◆ Assignment: Repeat the data below with no changes.

◆ Provided information:

++++

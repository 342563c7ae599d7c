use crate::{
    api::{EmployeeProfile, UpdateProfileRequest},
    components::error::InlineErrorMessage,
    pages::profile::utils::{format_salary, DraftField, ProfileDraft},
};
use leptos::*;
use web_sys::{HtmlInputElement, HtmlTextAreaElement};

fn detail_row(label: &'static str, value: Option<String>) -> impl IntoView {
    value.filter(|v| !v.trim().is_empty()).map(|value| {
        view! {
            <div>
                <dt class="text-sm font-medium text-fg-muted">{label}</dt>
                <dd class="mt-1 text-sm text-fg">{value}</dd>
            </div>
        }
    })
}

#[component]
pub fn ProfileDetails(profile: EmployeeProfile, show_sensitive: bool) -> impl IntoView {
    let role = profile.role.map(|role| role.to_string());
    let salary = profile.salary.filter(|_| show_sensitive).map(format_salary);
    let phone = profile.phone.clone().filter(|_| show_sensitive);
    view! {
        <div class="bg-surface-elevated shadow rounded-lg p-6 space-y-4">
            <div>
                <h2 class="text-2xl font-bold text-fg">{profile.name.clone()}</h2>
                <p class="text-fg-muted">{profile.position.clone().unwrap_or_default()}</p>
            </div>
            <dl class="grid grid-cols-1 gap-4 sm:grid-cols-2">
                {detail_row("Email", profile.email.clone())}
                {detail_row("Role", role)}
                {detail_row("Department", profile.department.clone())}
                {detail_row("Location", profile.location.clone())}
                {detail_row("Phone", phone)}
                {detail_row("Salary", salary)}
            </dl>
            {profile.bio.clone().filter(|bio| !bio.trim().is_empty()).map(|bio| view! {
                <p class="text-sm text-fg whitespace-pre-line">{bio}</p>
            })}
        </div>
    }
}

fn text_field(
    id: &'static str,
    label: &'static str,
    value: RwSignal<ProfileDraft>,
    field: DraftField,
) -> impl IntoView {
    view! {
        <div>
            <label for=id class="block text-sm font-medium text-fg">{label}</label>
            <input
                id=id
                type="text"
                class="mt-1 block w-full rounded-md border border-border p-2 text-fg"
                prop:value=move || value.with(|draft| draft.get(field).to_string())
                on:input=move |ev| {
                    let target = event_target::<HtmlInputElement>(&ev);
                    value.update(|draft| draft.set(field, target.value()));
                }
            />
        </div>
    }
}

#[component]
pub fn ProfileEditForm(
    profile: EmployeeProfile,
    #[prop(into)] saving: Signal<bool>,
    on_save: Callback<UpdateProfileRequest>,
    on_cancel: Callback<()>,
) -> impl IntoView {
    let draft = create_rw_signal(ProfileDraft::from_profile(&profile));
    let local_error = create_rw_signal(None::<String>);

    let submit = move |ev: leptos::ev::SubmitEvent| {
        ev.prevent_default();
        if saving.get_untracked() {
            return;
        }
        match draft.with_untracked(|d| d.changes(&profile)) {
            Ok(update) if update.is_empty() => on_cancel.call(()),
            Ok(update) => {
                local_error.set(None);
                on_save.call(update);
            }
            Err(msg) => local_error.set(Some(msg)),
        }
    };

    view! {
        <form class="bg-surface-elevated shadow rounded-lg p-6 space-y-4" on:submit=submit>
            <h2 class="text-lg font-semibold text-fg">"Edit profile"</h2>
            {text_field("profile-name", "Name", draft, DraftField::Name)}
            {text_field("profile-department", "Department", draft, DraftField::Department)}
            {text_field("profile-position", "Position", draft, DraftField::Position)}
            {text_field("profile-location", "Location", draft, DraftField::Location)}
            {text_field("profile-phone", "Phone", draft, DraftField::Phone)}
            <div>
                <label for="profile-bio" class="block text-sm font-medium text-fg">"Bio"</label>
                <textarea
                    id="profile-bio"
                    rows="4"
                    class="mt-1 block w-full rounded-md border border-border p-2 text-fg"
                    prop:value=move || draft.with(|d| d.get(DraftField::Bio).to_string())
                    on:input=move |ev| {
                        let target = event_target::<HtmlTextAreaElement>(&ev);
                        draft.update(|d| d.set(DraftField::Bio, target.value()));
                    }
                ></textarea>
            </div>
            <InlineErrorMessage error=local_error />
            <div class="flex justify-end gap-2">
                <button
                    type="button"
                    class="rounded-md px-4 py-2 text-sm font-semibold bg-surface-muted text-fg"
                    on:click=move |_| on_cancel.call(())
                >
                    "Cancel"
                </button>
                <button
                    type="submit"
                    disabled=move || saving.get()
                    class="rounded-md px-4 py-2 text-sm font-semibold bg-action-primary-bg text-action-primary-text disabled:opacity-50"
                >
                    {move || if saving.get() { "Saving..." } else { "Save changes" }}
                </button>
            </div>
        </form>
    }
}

++++

◆ Finished task:
repository 342563c7ae599d7c
use crate::{
    api::{EmployeeProfile, UpdateProfileRequest},
    components::error::InlineErrorMessage,
    pages::profile::utils::{format_salary, DraftField, ProfileDraft},
};
use leptos::*;
use web_sys::{HtmlInputElement, HtmlTextAreaElement};

fn detail_row(label: &'static str, value: Option<String>) -> impl IntoView {
    value.filter(|v| !v.trim().is_empty()).map(|value| {
        view! {
            <div>
                <dt class="text-sm font-medium text-fg-muted">{label}</dt>
                <dd class="mt-1 text-sm text-fg">{value}</dd>
            </div>
        }
    })
}

#[component]
pub fn ProfileDetails(profile: EmployeeProfile, show_sensitive: bool) -> impl IntoView {
    let role = profile.role.map(|role| role.to_string());
    let salary = profile.salary.filter(|_| show_sensitive).map(format_salary);
    let phone = profile.phone.clone().filter(|_| show_sensitive);
    view! {
        <div class="bg-surface-elevated shadow rounded-lg p-6 space-y-4">
            <div>
                <h2 class="text-2xl font-bold text-fg">{profile.name.clone()}</h2>
                <p class="text-fg-muted">{profile.position.clone().unwrap_or_default()}</p>
            </div>
            <dl class="grid grid-cols-1 gap-4 sm:grid-cols-2">
                {detail_row("Email", profile.email.clone())}
                {detail_row("Role", role)}
                {detail_row("Department", profile.department.clone())}
                {detail_row("Location", profile.location.clone())}
                {detail_row("Phone", phone)}
                {detail_row("Salary", salary)}
            </dl>
            {profile.bio.clone().filter(|bio| !bio.trim().is_empty()).map(|bio| view! {
                <p class="text-sm text-fg whitespace-pre-line">{bio}</p>
            })}
        </div>
    }
}

fn text_field(
    id: &'static str,
    label: &'static str,
    value: RwSignal<ProfileDraft>,
    field: DraftField,
) -> impl IntoView {
    view! {
        <div>
            <label for=id class="block text-sm font-medium text-fg">{label}</label>
            <input
                id=id
                type="text"
                class="mt-1 block w-full rounded-md border border-border p-2 text-fg"
                prop:value=move || value.with(|draft| draft.get(field).to_string())
                on:input=move |ev| {
                    let target = event_target::<HtmlInputElement>(&ev);
                    value.update(|draft| draft.set(field, target.value()));
                }
            />
        </div>
    }
}

#[component]
pub fn ProfileEditForm(
    profile: EmployeeProfile,
    #[prop(into)] saving: Signal<bool>,
    on_save: Callback<UpdateProfileRequest>,
    on_cancel: Callback<()>,
) -> impl IntoView {
    let draft = create_rw_signal(ProfileDraft::from_profile(&profile));
    let local_error = create_rw_signal(None::<String>);

    let submit = move |ev: leptos::ev::SubmitEvent| {
        ev.prevent_default();
        if saving.get_untracked() {
            return;
        }
        match draft.with_untracked(|d| d.changes(&profile)) {
            Ok(update) if update.is_empty() => on_cancel.call(()),
            Ok(update) => {
                local_error.set(None);
                on_save.call(update);
            }
            Err(msg) => local_error.set(Some(msg)),
        }
    };

    view! {
        <form class="bg-surface-elevated shadow rounded-lg p-6 space-y-4" on:submit=submit>
            <h2 class="text-lg font-semibold text-fg">"Edit profile"</h2>
            {text_field("profile-name", "Name", draft, DraftField::Name)}
            {text_field("profile-department", "Department", draft, DraftField::Department)}
            {text_field("profile-position", "Position", draft, DraftField::Position)}
            {text_field("profile-location", "Location", draft, DraftField::Location)}
            {text_field("profile-phone", "Phone", draft, DraftField::Phone)}
            <div>
                <label for="profile-bio" class="block text-sm font-medium text-fg">"Bio"</label>
                <textarea
                    id="profile-bio"
                    rows="4"
                    class="mt-1 block w-full rounded-md border border-border p-2 text-fg"
                    prop:value=move || draft.with(|d| d.get(DraftField::Bio).to_string())
                    on:input=move |ev| {
                        let target = event_target::<HtmlTextAreaElement>(&ev);
                        draft.update(|d| d.set(DraftField::Bio, target.value()));
                    }
                ></textarea>
            </div>
            <InlineErrorMessage error=local_error />
            <div class="flex justify-end gap-2">
                <button
                    type="button"
                    class="rounded-md px-4 py-2 text-sm font-semibold bg-surface-muted text-fg"
                    on:click=move |_| on_cancel.call(())
                >
                    "Cancel"
                </button>
                <button
                    type="submit"
                    disabled=move || saving.get()
                    class="rounded-md px-4 py-2 text-sm font-semibold bg-action-primary-bg text-action-primary-text disabled:opacity-50"
                >
                    {move || if saving.get() { "Saving..." } else { "Save changes" }}
                </button>
            </div>
        </form>
    }
}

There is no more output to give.